# contex-free parsing: pushdown automata

## definition

Context-free grammars (CFGs) and pushdown automata (PDAs) are equivalent in their computational power, meaning that they can recognize and generate the same class of languages: context-free languages.


From CFG to PDA: Given a context-free grammar, we can construct a pushdown automaton that simulates the derivation process of the grammar. 

The PDA uses its **stack** to store and manipulate the non-terminal symbols and productions during the derivation process. 

It guesses the correct production rules non-deterministically to apply and pushes non-terminal symbols onto the stack. 

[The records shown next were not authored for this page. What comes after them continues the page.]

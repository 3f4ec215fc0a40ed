//! Response assembly.
//!
//! Executes the request query and shapes the hits with the negotiated
//! [`Strategy`]. Plural requests always succeed with a (possibly empty) page;
//! singular requests must match exactly one document.

use std::collections::BTreeSet;

use serde::Serialize;
use serde_json::{json, Map, Value};
use tracing::{debug, error};

use crate::backend::{Hit, SearchBackend, SearchHits};
use crate::context::{Pagination, RequestContext};
use crate::error::{RegistryError, Result};
use crate::fields::{self, first_of, index_to_json, values_of};
use crate::format::Strategy;
use crate::query::{QueryBuilder, SearchQuery};

/// Summary block of a plural response.
#[derive(Debug, Clone, Default, PartialEq, Serialize)]
pub struct ResultSummary {
    pub q: String,
    pub start: usize,
    pub limit: usize,
    pub sort: Vec<String>,
    pub hits: u64,
    /// Processing time in milliseconds.
    pub took: u64,
    /// Unique property names among the matched documents, in API notation.
    #[serde(skip_serializing_if = "Vec::is_empty")]
    pub properties: Vec<String>,
}

/// Payload handed to the serializer.
#[derive(Debug, Clone, PartialEq, Serialize)]
#[serde(untagged)]
pub enum ResultPayload {
    Plural {
        summary: ResultSummary,
        data: Vec<Value>,
    },
    Singular(Value),
}

/// Fields never echoed as plain properties.
const BLOB_FIELDS: &[&str] = &[fields::JSON_BLOB, fields::XML_BLOB];

/// Shape one hit according to the strategy.
pub fn format_hit(strategy: Strategy, hit: &Hit, fields: &[String]) -> Value {
    match strategy {
        Strategy::Pds => pds_product(hit, fields),
        Strategy::Wyriwyg => key_values(hit, fields),
        Strategy::Pds4 { json } => pds4_label(hit, json),
    }
}

/// Names of the properties to echo: the projection when one was requested,
/// otherwise every stored field.
fn property_names<'a>(source: &'a Map<String, Value>, fields: &'a [String]) -> Vec<&'a str> {
    let names: Vec<&str> = if fields.is_empty() {
        source.keys().map(String::as_str).collect()
    } else {
        fields
            .iter()
            .map(String::as_str)
            .filter(|f| source.contains_key(*f))
            .collect()
    };
    names
        .into_iter()
        .filter(|name| !BLOB_FIELDS.contains(name))
        .collect()
}

fn pds_product(hit: &Hit, fields: &[String]) -> Value {
    let source = &hit.source;
    let properties: Map<String, Value> = property_names(source, fields)
        .into_iter()
        .map(|name| (index_to_json(name), json!(values_of(source, name))))
        .collect();

    json!({
        "id": hit.id,
        "type": first_of(source, fields::PRODUCT_CLASS),
        "title": first_of(source, fields::TITLE),
        "start_date_time": first_of(source, fields::START_DATE_TIME),
        "stop_date_time": first_of(source, fields::STOP_DATE_TIME),
        "investigations": values_of(source, fields::REF_LID_INVESTIGATION),
        "targets": values_of(source, fields::REF_LID_TARGET),
        "metadata": {
            "version": first_of(source, fields::VID),
            "label_url": first_of(source, fields::LABEL_FILE_REF),
            "archive_status": first_of(source, fields::ARCHIVE_STATUS),
        },
        "properties": properties,
    })
}

fn key_values(hit: &Hit, fields: &[String]) -> Value {
    let pairs: Vec<Value> = property_names(&hit.source, fields)
        .into_iter()
        .map(|name| {
            json!({
                "key": index_to_json(name),
                "value": values_of(&hit.source, name).join(","),
            })
        })
        .collect();
    json!({ "key_values": pairs })
}

fn pds4_label(hit: &Hit, json: bool) -> Value {
    let source = &hit.source;
    let blob = if json {
        match source.get(fields::JSON_BLOB) {
            Some(Value::String(text)) => {
                serde_json::from_str(text).unwrap_or_else(|_| Value::String(text.clone()))
            }
            Some(other) => other.clone(),
            None => Value::Null,
        }
    } else {
        first_of(source, fields::XML_BLOB)
            .map(Value::String)
            .unwrap_or(Value::Null)
    };

    json!({
        "id": hit.id,
        "meta": {
            "label_url": first_of(source, fields::LABEL_FILE_REF),
            "archive_status": first_of(source, fields::ARCHIVE_STATUS),
        },
        "pds4": blob,
    })
}

/// Sorted union of property names across hits, in API notation.
fn unique_properties(hits: &[Hit]) -> Vec<String> {
    hits.iter()
        .flat_map(|hit| hit.source.keys())
        .map(|name| index_to_json(name))
        .collect::<BTreeSet<_>>()
        .into_iter()
        .collect()
}

fn plural_payload(
    ctx: &RequestContext,
    result: SearchHits,
    total: Option<u64>,
    properties: Vec<String>,
) -> ResultPayload {
    let strategy = ctx.format().strategy;
    let data = if ctx.is_summary_only() {
        Vec::new()
    } else {
        result
            .hits
            .iter()
            .map(|hit| format_hit(strategy, hit, ctx.fields()))
            .collect()
    };
    let summary = ResultSummary {
        q: ctx.query_string().to_string(),
        start: ctx.start(),
        limit: ctx.limit(),
        sort: ctx.sort().to_vec(),
        hits: total.unwrap_or(result.total),
        took: ctx.elapsed_ms(),
        properties,
    };
    ResultPayload::Plural { summary, data }
}

/// Property names over every match of `query`, not just the returned page.
async fn matched_properties<B>(
    backend: &B,
    query: &SearchQuery,
    page: &SearchHits,
) -> Result<Vec<String>>
where
    B: SearchBackend + ?Sized,
{
    if query.from == 0 && page.total <= page.hits.len() as u64 {
        return Ok(unique_properties(&page.hits));
    }
    let size = usize::try_from(page.total).unwrap_or(usize::MAX);
    let everything = query.clone().with_window(0, size);
    let all = backend.execute(&everything).await?;
    Ok(unique_properties(&all.hits))
}

async fn run_plural<B>(
    backend: &B,
    ctx: &RequestContext,
    query: SearchQuery,
    total: Option<u64>,
) -> Result<()>
where
    B: SearchBackend + ?Sized,
{
    let result = backend.execute(&query).await?;
    debug!(
        "plural query returned {} of {} hits",
        result.hits.len(),
        result.total
    );
    let properties = if ctx.is_summary_only() {
        matched_properties(backend, &query, &result).await?
    } else {
        Vec::new()
    };
    ctx.set_response(plural_payload(ctx, result, total, properties));
    Ok(())
}

/// Execute the request window and store a plural payload.
pub async fn assemble_plural<B>(backend: &B, ctx: &RequestContext) -> Result<()>
where
    B: SearchBackend + ?Sized,
{
    let query = ctx.build_query();
    run_plural(backend, ctx, query, None).await
}

/// Look up a known page of lidvids. The page total overrides the hit count.
pub async fn assemble_batch<B>(
    backend: &B,
    ctx: &RequestContext,
    page: &Pagination<String>,
) -> Result<()>
where
    B: SearchBackend + ?Sized,
{
    let query = QueryBuilder::for_identifiers(&ctx.constraint(), &page.items, ctx.fields());
    run_plural(backend, ctx, query, Some(page.total)).await
}

/// Execute a singular lookup: at most two documents from offset zero.
pub async fn assemble_singular<B>(backend: &B, ctx: &RequestContext) -> Result<()>
where
    B: SearchBackend + ?Sized,
{
    let query = ctx.build_query().with_window(0, 2);
    let result = backend.execute(&query).await?;
    let count = result.total.max(result.hits.len() as u64);

    match count {
        0 => {
            ctx.log_conditions();
            Err(RegistryError::NothingFound)
        }
        1 => {
            let hit = result.hits.first().ok_or_else(|| RegistryError::BackendUnavailable {
                message: "backend reported one hit but returned none".to_string(),
            })?;
            ctx.set_response(ResultPayload::Singular(format_hit(
                ctx.format().strategy,
                hit,
                ctx.fields(),
            )));
            Ok(())
        }
        hits => {
            error!(
                "Got {} hits for a query which should have returned a singular result: {}",
                hits,
                serde_json::to_string(&query).unwrap_or_default()
            );
            Err(RegistryError::AmbiguousSingularResult { hits })
        }
    }
}

/// Run the request in the mode its context declares.
pub async fn assemble<B>(backend: &B, ctx: &RequestContext) -> Result<()>
where
    B: SearchBackend + ?Sized,
{
    if ctx.is_singular() {
        assemble_singular(backend, ctx).await
    } else {
        assemble_plural(backend, ctx).await
    }
}
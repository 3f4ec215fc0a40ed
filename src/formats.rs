use anyhow::Result;

use pds_registry_core::format::{FormatRegistry, Strategy};

fn strategy_label(strategy: Strategy) -> &'static str {
    match strategy {
        Strategy::Pds => "pds",
        Strategy::Wyriwyg => "wyriwyg",
        Strategy::Pds4 { json: true } => "pds4 (json)",
        Strategy::Pds4 { json: false } => "pds4 (xml)",
    }
}

pub fn list_formats() -> Result<()> {
    let formats = FormatRegistry::with_defaults();

    println!("{:<40} {:<12} FIELDS", "MEDIA TYPE", "STRATEGY");
    for mime in formats.supported() {
        if let Some(descriptor) = formats.lookup(&mime) {
            let fields = if descriptor.max_needs.is_empty() {
                "any".to_string()
            } else {
                descriptor.max_needs.join(", ")
            };
            println!(
                "{:<40} {:<12} {}",
                mime,
                strategy_label(descriptor.strategy),
                fields
            );
        }
    }

    Ok(())
}
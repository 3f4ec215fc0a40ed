//! Error kinds for the request pipeline.
//!
//! Every failure the pipeline can report is a [`RegistryError`] variant.
//! Callers discriminate on the variant (or on [`RegistryError::kind`]) instead
//! of matching on message text.

use thiserror::Error;

/// Failures raised while resolving, querying, or assembling a response.
#[derive(Debug, Error)]
pub enum RegistryError {
    /// The Accept value matches no registered format.
    #[error(
        "the Accept header value {attempted} is not supported, supported values are {}",
        supported.join(", ")
    )]
    UnsupportedFormat {
        attempted: String,
        supported: Vec<String>,
    },

    /// Version resolution found no candidate for the identifier.
    #[error("could not find lid(vid) in the registry: {identifier}")]
    IdentifierNotFound { identifier: String },

    /// A named constraint group does not exist.
    #[error("unknown group name '{name}', known groups are {}", known.join(", "))]
    UnknownGroupName { name: String, known: Vec<String> },

    /// The free-text query failed to parse.
    #[error("could not parse the query string '{query}' at position {position}: {message}")]
    MalformedQuery {
        query: String,
        position: usize,
        message: String,
    },

    /// The identifier is syntactically broken (e.g. `urn:a::`).
    #[error("invalid product identifier: '{raw}'")]
    InvalidIdentifier { raw: String },

    /// A request parameter is out of range or unparseable.
    #[error("invalid parameter '{name}': {message}")]
    InvalidParameter { name: String, message: String },

    /// The search round trip failed or timed out.
    #[error("search backend unavailable: {message}")]
    BackendUnavailable { message: String },

    /// A singular lookup executed successfully but matched nothing.
    #[error("could not find any data given these conditions")]
    NothingFound,

    /// A singular lookup matched more than one document.
    #[error(
        "got {hits} hits for a query which should have returned a singular result, \
         is provenance metadata present and up-to-date?"
    )]
    AmbiguousSingularResult { hits: u64 },
}

/// Coarse classification used by transport layers to pick a status code.
#[derive(Debug, Clone, Copy, PartialEq, Eq)]
pub enum ErrorKind {
    BadRequest,
    NotAcceptable,
    NotFound,
    Internal,
}

impl RegistryError {
    pub fn kind(&self) -> ErrorKind {
        match self {
            RegistryError::UnsupportedFormat { .. } => ErrorKind::NotAcceptable,
            RegistryError::IdentifierNotFound { .. } | RegistryError::NothingFound => {
                ErrorKind::NotFound
            }
            RegistryError::UnknownGroupName { .. }
            | RegistryError::MalformedQuery { .. }
            | RegistryError::InvalidIdentifier { .. }
            | RegistryError::InvalidParameter { .. } => ErrorKind::BadRequest,
            RegistryError::BackendUnavailable { .. }
            | RegistryError::AmbiguousSingularResult { .. } => ErrorKind::Internal,
        }
    }
}

/// Result type alias for pipeline operations.
pub type Result<T> = std::result::Result<T, RegistryError>;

The PDA then matches the input **non-terminal symbols** with the **terminal symbols** from the production rules and pops them off the stack. 

If input is successfully processed and stack is empty, the PDA accepts the input.

example: a pushdown automaton (PDA) that recognizes the language $L = \{x^n y^n\}$, which consists of strings with n 'x' characters followed by n 'y' characters. 

The PDA uses a stack to keep track of the number of 'x' characters it has encountered and then matches them with the 'y' characters. 

production rules: we could define a CFG for $L = \{x^n y^n\}$

- S → xSy

- S → ε

Here, 'S' is a non-terminal symbol '*'. It represents the start symbol of the grammar and is used to generate strings in the language L by applying the production rules. 

The symbol 'ε' represents an empty string, which indicates that no more production rules need to be applied.

In this grammar, 'x' and 'y' are terminal symbols, while 'S' is a non-terminal symbol.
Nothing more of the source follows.